By Don Bradley
Kevin McManus comes into Crow’s Coffee at Red Bridge wearing a sport coat, open collar and a big smile.
For the first time in more than a decade, the 6th District Kansas City councilmember and mayor pro-tem is starting a new year not looking at the next filing, next race or next stint in political office.
He’s wrapping up two consecutive terms and the city charter says that’s all he gets. Before that, beginning in 2011, he served five years as a representative in the Missouri House. He says he will leave this year with no regrets, lots of pride and no itch to get back into it.
Particular accomplishments? He’s proud of the city’s role and his part in the redevelopment work at Red Bridge Shopping Center. From a sleepy, no frills center struggling for traffic seven years ago, Red Bridge is now a vibrant destination with restaurants and night spots.

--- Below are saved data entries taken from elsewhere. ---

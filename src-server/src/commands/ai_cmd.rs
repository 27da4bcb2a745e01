//! Command for AI-assisted card drafting

use crate::ai::{AiReply, AiRequest};
use crate::domain::{DomainError, DomainResult, Identity};
use crate::AppState;

/// Run an AI action for the caller
pub async fn ai_assist(state: &AppState, identity: &Identity, request: AiRequest) -> DomainResult<AiReply> {
    let client = state
        .ai
        .as_ref()
        .ok_or_else(|| DomainError::Configuration("OPENAI_API_KEY is not configured".to_string()))?;

    log::debug!("AI {:?} requested by {}", request.action, identity.user_id);
    let result = client.complete(&request).await?;
    Ok(AiReply::Result { result })
}
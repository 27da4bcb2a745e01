//! Board Mirror
//!
//! Client-local copy of one board. Owned by the reconciler; every optimistic
//! change goes through here.

use crate::models::{Board, Column};

#[derive(Debug, Clone)]
pub struct BoardMirror {
    board: Board,
    /// A write failed under the mark-dirty policy; cleared by `replace`
    dirty: bool,
}

impl BoardMirror {
    pub fn new(board: Board) -> Self {
        Self { board, dirty: false }
    }

    pub fn board(&self) -> &Board {
        &self.board
    }

    pub fn board_id(&self) -> u32 {
        self.board.id
    }

    pub fn is_dirty(&self) -> bool {
        self.dirty
    }

    pub fn mark_dirty(&mut self) {
        self.dirty = true;
    }

    /// Deep copy for rollback
    pub fn snapshot(&self) -> Board {
        self.board.clone()
    }

    /// Put a snapshot back. The dirty flag is left alone.
    pub fn restore(&mut self, snapshot: Board) {
        self.board = snapshot;
    }

    /// Resync with server state: optimistic edits and the dirty flag are dropped
    pub fn replace(&mut self, board: Board) {
        self.board = board;
        self.dirty = false;
    }

    pub fn set_columns(&mut self, columns: Vec<Column>) {
        self.board.columns = columns;
    }

    pub fn columns_mut(&mut self) -> &mut Vec<Column> {
        &mut self.board.columns
    }
}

McManus also points to improvements along the Wornall Road corridor and 63rd Street in the Brookside area which allowed and encouraged small businesses to relocate there.
“Of course, now we’d like to see that continue on to the east,” McManus said.
He also leaves some direction for whoever takes his place: the work to bring affordable housing and jobs to the district is never over and last year voters approved $50 million for affordable housing for low-income residents.
“The next council can utilize that,” he said.
If Missouri even had a faint glimmer of blue, McManus, a Democrat, might look at a statewide race. But recent elections indicate that doesn’t seem the case and he seems fine with that.
“I grew up out here, went to school here, my parents are my constituents,” he said. “All I really wanted to do was serve my community and I’ve done that.”
But when reminded he’s only 43, he smiled again.
“Never say never, but I think 13 years is enough.”
Filing for his seat and others for Kansas City’s April election opened Dec. 6 and ends Jan. 10. Current Jackson County legislator Dan Tarwater was first in line to file for the seat currently held by McManus. The district’s at-large council seat is held by Andrea Bough, whose term is also up this year.
Whoever wins will represent a newly-drawn, less diverse and more homogeneous district. For years, the 6th combined the working class neighborhoods of Ruskin Heights and Hickman Mills to the east with more affluent areas to the west along State Line.
But redistricting approved a year ago changed the boundaries of all six districts. Ruskin and Hickman Mills areas will join the 5th district while the remaining 6th district map runs north in a narrow band along State Line north all the way to the Westport area.
The redistricting was done because the city’s recent growth, more than 50,000 since 2011, created population disparity, and having districts with far more residents than others violated city laws about equal representation.
District populations now run from 82,932 in the 3rd to 86,517 in the 5th. The 6th, according to the city, now has 83,067 residents.
McManus, an attorney and father of two, says the city is in good shape financially.
“You never know what’s coming around the corner,” he said. “But the city is fiscally strong, much better shape than we thought we might be coming out of Covid.”
He said he will wind down his term working on sidewalk repairs.
“Then, well, I practice law so I’ll probably be practicing a lot more of it.”